Re: gtkmm 3.0.



On Thu, 25 Mar 2010 09:46:08 +0100
Murray Cumming <murrayc murrayc com> wrote:
> I'm sorry for not taking the time to consider this discussion fully
> right now, but I do want to revisit it properly for gtkmm 3. I hope to
> have time later. Right now, I'm not putting much thought into gtkmm 3
> because it's not clear when the (silly, unnecessary, IMHO)
> ABI-breaking GTK+ 3 will happen, giving us the (blameless)
> opportunity to do gtkmm 3.
> 
> Even if we don't change this, I hope we'll have the big discussion
> again (like we did for gtkmm 2) so we know why we've decided whatever
> we decide.

While we are on the subject of gtkmm-3, can I make one other suggestion
in addition to weak pointers, which will help safe and sane programming
with gtkmm far more than discussing whether a particular object is held
by smart pointer or not. That is for gtkmm to provide its own
thread-safe sigc::trackable class which can interface with the rest of
libsigc++.

The fact that a thread-safe version of signals, and their associated
connection objects and the like, is not provided is unfortunate but
something that can be lived with: a signal is a signal and the library
user can easily work out what threads might emit and connect to it and
make sure that only one in fact does so. The fact that sigc::trackable
is not thread safe is far worse, because it makes slots themselves not
thread safe.

Thus, once one thread has created a slot representing a method of a
class derived from sigc::trackable (say by connecting to a signal
object, or even by calling a glibmm/gtkmm function which takes a slot
as an argument), no other thread in the program can easily create a slot
representing ANY of that object's methods.  It is such a trap for the
unwary, and so counter-intuitive, that I think it should be dealt with.

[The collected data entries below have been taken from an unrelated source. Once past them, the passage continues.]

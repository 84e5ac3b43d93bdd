//! Spinner utilities using indicatif for long-running model calls.

use indicatif::{ProgressBar, ProgressDrawTarget, ProgressStyle};
use std::time::Duration;

const SPINNER_TEMPLATE: &str = "[{elapsed_precise}] {spinner:.green} {msg}";
const SPINNER_CHARS: &str = "⠋⠙⠹⠸⠼⠴⠦⠧⠇⠏";

/// Create a spinner for indeterminate operations
///
/// Hidden in JSON mode so machine-readable stdout stays clean.
pub fn create_spinner(message: impl Into<String>, json_mode: bool) -> ProgressBar {
    let spinner = ProgressBar::new_spinner();
    if json_mode {
        spinner.set_draw_target(ProgressDrawTarget::hidden());
        return spinner;
    }
    let style = ProgressStyle::with_template(SPINNER_TEMPLATE)
        .unwrap_or_else(|_| ProgressStyle::default_spinner())
        .tick_chars(SPINNER_CHARS);
    spinner.set_style(style);
    spinner.set_message(message.into());
    spinner.enable_steady_tick(Duration::from_millis(80));
    spinner
}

I accept it is not gtkmm's job to rewrite libsigc++.  But I think it
could help out with trackability.  All that I think may be required is
a sigc::trackable variant which is able to take a thread-safe container
rather than mandating std::list as its container of disconnection slots
(if that container used locking I think that would make the code which
nulls the slots also thread safe as a synchronisation side effect,
although I would need to think about that - or rather spend more time
looking at the sigc::trackable code).